WHAT TO DO => Among the lines of the data, copy those that hold "RollbackError".

--------------------------------------------------

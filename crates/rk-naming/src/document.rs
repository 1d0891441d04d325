//! Documents
//!
//! A document owns bodies and the dependency graph, and holds the shared
//! services (kernel, naming, result cache) by `Arc` so several documents or
//! worker threads can use the same registry and cache.
//!
//! Every feature edit is atomic: it runs inside a transaction and a failed
//! rebuild leaves the body exactly as it was.

use std::collections::{BTreeMap, BTreeSet, HashSet};
use std::sync::Arc;

use rk_cad::{CadKernel, KernelOutput, TessellatedMesh};
use uuid::Uuid;

use crate::body::Body;
use crate::cache::ResultCache;
use crate::config::NamingConfig;
use crate::dependency::DependencyGraph;
use crate::error::{NamingError, NamingResult, RollbackError};
use crate::feature::Feature;
use crate::health::HealthReport;
use crate::naming::ShapeNamingService;
use crate::rebuild::{RebuildContext, RebuildReport, rebuild_body};
use crate::shape_id::FeatureId;
use crate::transaction::{self, Transaction, TransactionOutcome};
use crate::validator::{OrphanInfo, RollbackReport, RollbackState, RollbackValidator};

/// Result of an atomic feature edit
#[derive(Debug, Clone)]
pub enum EditOutcome {
    /// The edit was committed
    Applied(RebuildReport),
    /// The edit failed and the body was restored
    RolledBack {
        error: RollbackError,
        /// Rebuild that failed, if it got that far
        report: Option<RebuildReport>,
        validation: RollbackReport,
    },
}

impl EditOutcome {
    pub fn is_applied(&self) -> bool {
        matches!(self, EditOutcome::Applied(_))
    }

    pub fn report(&self) -> Option<&RebuildReport> {
        match self {
            EditOutcome::Applied(report) => Some(report),
            EditOutcome::RolledBack { report, .. } => report.as_ref(),
        }
    }
}

pub struct Document {
    kernel: Arc<dyn CadKernel>,
    naming: Arc<ShapeNamingService>,
    cache: Arc<ResultCache<KernelOutput>>,
    dependencies: DependencyGraph,
    bodies: BTreeMap<Uuid, Body>,
    config: NamingConfig,
}

impl Document {
    pub fn new(kernel: Arc<dyn CadKernel>) -> Self {
        Self::with_config(kernel, NamingConfig::default())
    }

    pub fn with_config(kernel: Arc<dyn CadKernel>, config: NamingConfig) -> Self {
        let naming = Arc::new(ShapeNamingService::with_config(&config));
        let cache = Arc::new(ResultCache::from_config(&config));
        Self::with_services(kernel, naming, cache, config)
    }

    /// Create a document using existing shared services
    pub fn with_services(
        kernel: Arc<dyn CadKernel>,
        naming: Arc<ShapeNamingService>,
        cache: Arc<ResultCache<KernelOutput>>,
        config: NamingConfig,
    ) -> Self {
        Self {
            kernel,
            naming,
            cache,
            dependencies: DependencyGraph::new(),
            bodies: BTreeMap::new(),
            config,
        }
    }

    // ========== Services ==========

    pub fn kernel(&self) -> &dyn CadKernel {
        self.kernel.as_ref()
    }

    pub fn naming(&self) -> &Arc<ShapeNamingService> {
        &self.naming
    }

    pub fn cache(&self) -> &Arc<ResultCache<KernelOutput>> {
        &self.cache
    }

    pub fn config(&self) -> &NamingConfig {
        &self.config
    }

    pub fn dependencies(&self) -> &DependencyGraph {
        &self.dependencies
    }

    pub(crate) fn dependencies_mut(&mut self) -> &mut DependencyGraph {
        &mut self.dependencies
    }

    // ========== Bodies ==========

    pub fn add_body(&mut self, name: impl Into<String>) -> Uuid {
        self.insert_body(Body::new(name))
    }

    pub fn insert_body(&mut self, body: Body) -> Uuid {
        let id = body.id;
        self.bodies.insert(id, body);
        id
    }

    pub fn body(&self, id: Uuid) -> Option<&Body> {
        self.bodies.get(&id)
    }

    /// Direct access to a body, bypassing transactions
    pub fn body_mut(&mut self, id: Uuid) -> Option<&mut Body> {
        self.bodies.get_mut(&id)
    }

    pub(crate) fn require_body(&self, id: Uuid) -> NamingResult<&Body> {
        self.bodies.get(&id).ok_or(NamingError::BodyNotFound(id))
    }

    pub(crate) fn require_body_mut(&mut self, id: Uuid) -> NamingResult<&mut Body> {
        self.bodies.get_mut(&id).ok_or(NamingError::BodyNotFound(id))
    }

    pub fn bodies(&self) -> impl Iterator<Item = &Body> {
        self.bodies.values()
    }

    pub fn body_ids(&self) -> Vec<Uuid> {
        self.bodies.keys().copied().collect()
    }

    /// Remove a body together with its identities, cache entries and graph nodes
    pub fn remove_body(&mut self, id: Uuid) -> Option<Body> {
        let body = self.bodies.remove(&id)?;
        for feature in body.features() {
            self.cache.invalidate_by_feature(&feature.id);
            self.dependencies.remove_node_with_edges(&feature.id);
        }
        self.naming.remove_body(id);
        self.release_unused_solids();
        Some(body)
    }

    /// Ids of every feature of every body
    pub fn live_features(&self) -> BTreeSet<FeatureId> {
        self.bodies
            .values()
            .flat_map(|body| body.features().iter().map(|f| f.id.clone()))
            .collect()
    }

    // ========== Feature Edits ==========

    /// Append a feature and rebuild
    pub fn add_feature(&mut self, body_id: Uuid, feature: Feature) -> NamingResult<EditOutcome> {
        tracing::info!("Adding {} feature {}", feature.type_name(), feature.name);
        self.edit_atomic(body_id, move |doc| {
            doc.require_body_mut(body_id)?.push_feature(feature);
            Ok(())
        })
    }

    /// Modify a feature in place and rebuild
    pub fn edit_feature(
        &mut self,
        body_id: Uuid,
        feature_id: &FeatureId,
        edit: impl FnOnce(&mut Feature),
    ) -> NamingResult<EditOutcome> {
        let feature_id = feature_id.clone();
        self.edit_atomic(body_id, move |doc| {
            let feature = doc
                .require_body_mut(body_id)?
                .feature_mut(&feature_id)
                .ok_or_else(|| NamingError::FeatureNotFound(feature_id.clone()))?;
            edit(feature);
            doc.cache.invalidate_by_feature(&feature_id);
            Ok(())
        })
    }

    /// Remove a feature and rebuild
    ///
    /// The feature's identities are invalidated and its cache entries and
    /// graph node dropped. Fails and rolls back if a later feature still
    /// needs its output.
    pub fn delete_feature(&mut self, body_id: Uuid, feature_id: &FeatureId) -> NamingResult<EditOutcome> {
        let feature_id = feature_id.clone();
        self.edit_atomic(body_id, move |doc| {
            doc.require_body_mut(body_id)?
                .remove_feature(&feature_id)
                .ok_or_else(|| NamingError::FeatureNotFound(feature_id.clone()))?;
            doc.naming.invalidate_feature(body_id, &feature_id);
            doc.cache.invalidate_by_feature(&feature_id);
            doc.dependencies.remove_node_with_edges(&feature_id);
            Ok(())
        })
    }

    fn edit_atomic(
        &mut self,
        body_id: Uuid,
        edit: impl FnOnce(&mut Document) -> NamingResult<()>,
    ) -> NamingResult<EditOutcome> {
        let mut failed = None;
        let outcome = transaction::atomic(self, body_id, |doc| {
            edit(doc)?;
            let report = doc.rebuild_current(body_id)?;
            if let Some((feature_id, status)) = report.failure() {
                let error = RollbackError::FeatureFailed {
                    feature_id: feature_id.clone(),
                    reason: status.to_string(),
                };
                failed = Some(report);
                return Err(error.into());
            }
            Ok(report)
        })?;

        self.release_unused_solids();
        Ok(match outcome {
            TransactionOutcome::Committed(report) => EditOutcome::Applied(report),
            TransactionOutcome::RolledBack { error, report } => EditOutcome::RolledBack {
                error,
                report: failed,
                validation: report,
            },
        })
    }

    // ========== Rebuild ==========

    /// Rebuild a body
    ///
    /// A rebuild in which a feature fails is rolled back, so the body and its
    /// identities stay as they were. The report is returned either way.
    pub fn rebuild(&mut self, body_id: Uuid) -> NamingResult<RebuildReport> {
        let mut tx = Transaction::begin(self, body_id)?;
        let report = tx.document_mut().rebuild_current(body_id)?;
        if let Some((feature_id, status)) = report.failure() {
            tracing::warn!("Feature {} failed: {}", feature_id, status);
            let validation = tx.rollback();
            if !validation.consistent {
                tracing::warn!(
                    "Rollback of body {} left differences: {:?}",
                    body_id,
                    validation.differences
                );
            }
        } else {
            tx.commit()?;
        }
        self.release_unused_solids();
        Ok(report)
    }

    /// Rebuild the current generation of a body in place
    pub(crate) fn rebuild_current(&mut self, body_id: Uuid) -> NamingResult<RebuildReport> {
        let body = self
            .bodies
            .get_mut(&body_id)
            .ok_or(NamingError::BodyNotFound(body_id))?;
        let mut ctx = RebuildContext {
            kernel: self.kernel.as_ref(),
            naming: &self.naming,
            cache: &self.cache,
            dependencies: &mut self.dependencies,
            config: &self.config,
        };
        Ok(rebuild_body(&mut ctx, body))
    }

    /// Release kernel solids that no retained generation or cached result uses
    ///
    /// Skipped while the kernel has other owners, whose solids this document
    /// cannot see. Returns how many solids were released.
    pub fn release_unused_solids(&self) -> usize {
        if Arc::strong_count(&self.kernel) > 1 {
            return 0;
        }
        let mut live: HashSet<Uuid> = self
            .bodies
            .values()
            .flat_map(|body| body.held_solids())
            .map(|solid| solid.id)
            .collect();
        self.cache.for_each_result(|output| {
            live.insert(output.solid.id);
        });
        self.kernel.retain_solids(&live)
    }

    // ========== Diagnostics ==========

    pub fn health_report(&self, body_id: Uuid) -> NamingResult<HealthReport> {
        let body = self.require_body(body_id)?;
        Ok(self
            .naming
            .get_health_report(self.kernel.as_ref(), body, &self.config))
    }

    pub fn rollback_state(&self, body_id: Uuid) -> NamingResult<RollbackState> {
        RollbackState::capture(self, body_id)
    }

    pub fn sweep_orphans(&self, body_id: Uuid) -> NamingResult<Vec<OrphanInfo>> {
        RollbackValidator::sweep(self, body_id)
    }

    /// Remove the removable orphans, returning how many were removed
    pub fn remove_orphans(&mut self, orphans: &[OrphanInfo]) -> usize {
        RollbackValidator::remove(self, orphans)
    }

    /// Tessellation of a body's current solid
    pub fn mesh(&mut self, body_id: Uuid, tolerance: f32) -> Option<&TessellatedMesh> {
        let body = self.bodies.get_mut(&body_id)?;
        body.get_mesh(self.kernel.as_ref(), tolerance)
    }
}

--------------------------------------------------

ANSWER AREA =>
use crate::error::{NamingError, NamingResult, RollbackError};
        error: RollbackError,
                let error = RollbackError::FeatureFailed {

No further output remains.